Project Summary During development of the human brain, synaptic connections undergo intensive rewiring in order to form mature circuits. Disruption of developmental remodeling in humans is linked to neurological disorders such as schizophrenia and autism spectrum disorders. The goal of this project is to identify conserved mechanisms that direct synapse remodeling. The ease of genetics, couple with the simpler organization and invariant architecture of invertebrate nervous systems offer strong advantages for studies of neuronal remodeling. My work focuses on the remodeling of GABAergic dorsal D-class (DD) motor neurons in the nemaode Caenorhabditis elegans. Prior studies have largely focused on the remodeling of presynaptic terminals. In contrast, my preliminary work has focused on understanding mechanisms that direct the elimination of postsynaptic receptors during remodeling. post-synaptic domain. The Francis lab previously demonstrated that the homeodomain transcription factor dve-1 is required for synapse elimination in GABA neurons. My work focuses on two putative DVE-1 targets, the calcineurin-like EF-hand protein CHP1/chpf-1 and the regulatory subunit of CalciNeurin PPP3R1/cnb-1, that were shown to be downregulated in dve-1 mutants. My preliminary studies suggest that mutation of either cnb-1 or chpf-1 disrupt synapse elimination during remodeling. My proposed work will determine the functional requirement and site of action for cnb-1, and identify the contribution of calcineurin phosphatase and proteasomal function to synapse elimination (Aim 1). In Aim 2, I will define how chpf-1 contributes to synapse elimination and maintenance. In Aim 3, I will identify additional potential targets of dve-1 in the remodeling pathway by using neuron-specific RNA-seq. My proposed work will advance our understanding of remodeling and the mechanisms of regulation, potentially providing targets for future exploration.
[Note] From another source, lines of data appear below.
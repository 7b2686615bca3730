//! SQLite record store
//!
//! Records live in a single `records` table keyed by their position in the
//! dataset. Every save rewrites the table inside one transaction, so a crash
//! mid-save leaves the previous checkpoint in place.

use crate::state::ContactRecord;
use crate::storage::schema::{initialize_schema, RECORD_COLUMNS};
use crate::storage::traits::{RecordStore, StoreError, StoreResult};
use chrono::NaiveDate;
use rusqlite::{params, Connection, Row};
use std::path::{Path, PathBuf};

const DATE_FORMAT: &str = "%Y-%m-%d";

/// SQLite-backed record store
pub struct SqliteRecordStore {
    conn: Connection,
    path: PathBuf,
}

impl SqliteRecordStore {
    /// Opens (creating if needed) a database file
    pub fn open(path: &Path) -> StoreResult<Self> {
        let conn = Connection::open(path)?;
        conn.execute_batch(
            "
            PRAGMA journal_mode = WAL;
            PRAGMA synchronous = NORMAL;
        ",
        )?;
        initialize_schema(&conn)?;

        Ok(Self {
            conn,
            path: path.to_path_buf(),
        })
    }

    /// Creates an in-memory database (for testing)
    #[cfg(test)]
    pub fn new_in_memory() -> StoreResult<Self> {
        let conn = Connection::open_in_memory()?;
        initialize_schema(&conn)?;
        Ok(Self {
            conn,
            path: PathBuf::from(":memory:"),
        })
    }
}

fn record_from_row(row: &Row<'_>) -> rusqlite::Result<(i64, ContactRecord, Option<String>)> {
    let checked: i64 = row.get(8)?;
    let record = ContactRecord {
        name: row.get::<_, Option<String>>(1)?.unwrap_or_default(),
        locality: row.get::<_, Option<String>>(2)?.unwrap_or_default(),
        postcode: row.get::<_, Option<String>>(3)?.unwrap_or_default(),
        phone: row.get(4)?,
        public_email: row.get(5)?,
        contact_form_url: row.get(6)?,
        website_url: row.get(7)?,
        website_checked: checked != 0,
        last_verified_date: None,
    };
    Ok((row.get(0)?, record, row.get(9)?))
}

impl RecordStore for SqliteRecordStore {
    fn load(&mut self) -> StoreResult<Vec<ContactRecord>> {
        let mut stmt = self.conn.prepare(&format!(
            "SELECT {} FROM records ORDER BY row_index",
            RECORD_COLUMNS
        ))?;
        let rows = stmt.query_map([], record_from_row)?;

        let mut records = Vec::new();
        for row in rows {
            let (row_index, mut record, date) = row?;
            record.last_verified_date = match date.as_deref().map(str::trim) {
                None | Some("") => None,
                Some(value) => Some(NaiveDate::parse_from_str(value, DATE_FORMAT).map_err(
                    |e| StoreError::InvalidRecord {
                        row: usize::try_from(row_index).unwrap_or(0),
                        message: format!("bad last_verified_date '{}': {}", value, e),
                    },
                )?),
            };
            record.normalize();
            records.push(record);
        }
        Ok(records)
    }

    fn save(&mut self, records: &[ContactRecord]) -> StoreResult<()> {
        let tx = self.conn.transaction()?;
        tx.execute("DELETE FROM records", [])?;
        {
            let mut stmt = tx.prepare(&format!(
                "INSERT INTO records ({}) VALUES (?1, ?2, ?3, ?4, ?5, ?6, ?7, ?8, ?9, ?10)",
                RECORD_COLUMNS
            ))?;
            for (index, record) in records.iter().enumerate() {
                stmt.execute(params![
                    index as i64,
                    record.name,
                    record.locality,
                    record.postcode,
                    record.phone,
                    record.public_email,
                    record.contact_form_url,
                    record.website_url,
                    record.website_checked as i64,
                    record
                        .last_verified_date
                        .map(|d| d.format(DATE_FORMAT).to_string()),
                ])?;
            }
        }
        tx.commit()?;
        Ok(())
    }

    fn location(&self) -> String {
        self.path.display().to_string()
    }
}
项目摘要 在人脑的发展过程中，突触连接会进行密集的重新布线以形成 成熟的电路。人类发育重塑的破坏与神经系统疾病有关 精神分裂症和自闭症谱系障碍。该项目的目的是确定保守机制 直接突触重塑。遗传学的便利性，与更简单的组织和不变的夫妇 无脊椎动物神经系统的结构为神经元重塑的研究提供了强大的优势。我的 工作重点是Nemaode中GABA能背D级（DD）运动神经元的重塑 秀丽隐杆线虫。先前的研究主要集中在突触前末端的重塑上。在 对比，我的初步工作集中于理解指导消除的机制 重塑过程中突触后受体。突触后域。弗朗西斯实验室以前证明 同源域转录因子DVE-1是GABA神经元中消除突触所必需的。我的工作 专注于两个推定的DVE-1靶标，钙调神经蛋白样的EF手蛋白CHP1/CHPF-1和调节 钙调神经磷酸酶PPP3R1/CNB-1的亚基，这些亚基在DVE-1突变体中被下调。我的初步 研究表明，在重塑过程中，CNB-1或CHPF-1的突变破坏了突触消除。我的 拟议的工作将确定CNB-1的功能要求和作用部位，并确定 钙调神经磷酸酶磷酸酶和蛋白酶体功能对消除突触的贡献（AIM 1）。在AIM 2中，我 将定义CHPF-1如何促进突触消除和维护。在AIM 3中，我将确定其他 通过使用神经元特异性RNA-seq，在重塑途径中DVE-1的潜在靶标。我建议的工作将 促进我们对重塑和监管机制的理解，有可能为 未来的探索。